Further studies are needed to establish the complete chemical identification of the 2 different crystal forms reported in the cartilage, the origin and mechanism of CPPD crystal development and to determine whether they originate in the cartilage itself, or from hypertrophic chondrocytes, or from lymphatic drainage, or by some other mechanism (metabolic disease, familial, post-traumatic injury). In addition, studies investigating abnormal heterofibrils and ER procollagen accumulation in OA cartilage of older individuals, with or without calcium deposit, are needed as the current literature in this field is very limited.

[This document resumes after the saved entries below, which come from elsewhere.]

//! Request and response bodies of the HTTP API.

use serde::{Deserialize, Serialize};
use skerry_core::{PurgeReport, SandboxInfo, SandboxSummary};
use std::collections::HashMap;

// ============================================================================
// Sandbox Lifecycle
// ============================================================================

/// Body of `POST /sandboxes`.
#[derive(Debug, Default, Deserialize)]
pub struct CreateSandboxRequest {
    /// Sandbox id (default: generated `sbx-<8 hex>`).
    #[serde(default)]
    pub sandbox_id: Option<String>,

    /// Template to derive the rootfs from.
    pub template_id: String,

    /// Share the base image and clone only the writable delta.
    #[serde(default)]
    pub overlay: bool,

    /// vCPU count (default: server setting).
    #[serde(default)]
    pub vcpu_count: Option<u8>,

    /// Memory in MiB (default: server setting).
    #[serde(default)]
    pub memory_mib: Option<u32>,

    /// Free-form labels carried with the sandbox.
    #[serde(default)]
    pub metadata: HashMap<String, String>,

    /// Create deadline (default: server setting).
    #[serde(default)]
    pub timeout_secs: Option<u64>,
}

/// Response of `GET /sandboxes`.
#[derive(Debug, Serialize)]
pub struct ListSandboxesResponse {
    pub sandboxes: Vec<SandboxSummary>,
}

/// Response of `DELETE /sandboxes/{id}`.
#[derive(Debug, Serialize)]
pub struct DeleteSandboxResponse {
    pub sandbox_id: String,
    /// Teardown steps that failed; the sandbox is unregistered regardless.
    #[serde(skip_serializing_if = "Vec::is_empty")]
    pub cleanup_errors: Vec<String>,
}

// ============================================================================
// Orphans
// ============================================================================

/// Response of `GET /orphans`.
#[derive(Debug, Serialize)]
pub struct ListOrphansResponse {
    pub orphans: Vec<SandboxInfo>,
}

/// Body of `POST /orphans/purge`.
#[derive(Debug, Default, Deserialize)]
pub struct PurgeOrphansRequest {
    /// Ids to purge; empty purges every discovered orphan.
    #[serde(default)]
    pub sandbox_ids: Vec<String>,
}

/// Response of `POST /orphans/purge`.
#[derive(Debug, Serialize)]
pub struct PurgeOrphansResponse {
    pub results: Vec<PurgeReport>,
}

// ============================================================================
// Errors
// ============================================================================

/// Body of every non-2xx response.
#[derive(Debug, Serialize, Deserialize)]
pub struct ErrorResponse {
    /// Machine-readable error class.
    pub kind: String,
    pub message: String,
}

/// A fresh `sbx-<8 hex>` id.
pub fn generate_sandbox_id() -> String {
    let uuid = uuid::Uuid::new_v4().simple().to_string();
    format!("sbx-{}", &uuid[..8])
}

In summary, the changes in articular cartilage reported for this patient were primarily related to accumulation of dysfunctional pro-collagen in chondrocytes and abnormal collagen fibrils in the ECM, and a femoral condyle with a chondrodysplasia like cartilage phenotype with intra-articular calcification. Further, it was suggested that type II pro-collagen accumulation starting in rER and later affecting other cell organelles induced chondrocytes, undergo hypertrophy and initiate calcification, in which MVs and thick abnormal collagen fibrils are potential nucleators in this process. Although this study documents changes in chondrocytes including apparent matrix accumulation of collagen, it was not shown that it was causal for changes in chondrocyte differentiation and calcification.
Further, the clinical details suggest that this patient has a local rather than a systemic process and therefore it could be argued that it would be less likely that calcification is related to a genetic collagen abnormality. However, this being said, it is also noteworthy again to mention that abnormal type II collagen hetero-fibrils and pro-collagen accumulation were described for this patient’s phenotype which are similar to findings in certain human type II collagenopathies    , OCD  and patella alta/trochlea dysplasia  .
This case report including control cartilage further supports the fact that chondrocyte hypertrophy is a key factor in articular cartilage calcification and the reported ERSD phenotype might contribute new reference points which could be important in understanding calcification in OA and other cartilage disease.
This work was supported in part by Interface Biotech, 2790 Hørsholm, Denmark The authors gratefully acknowledge Dr. David (Taff) Jones for reviewing the document.
Conflicts of Interest
The authors declare no conflicts of interest regarding the publication of this paper.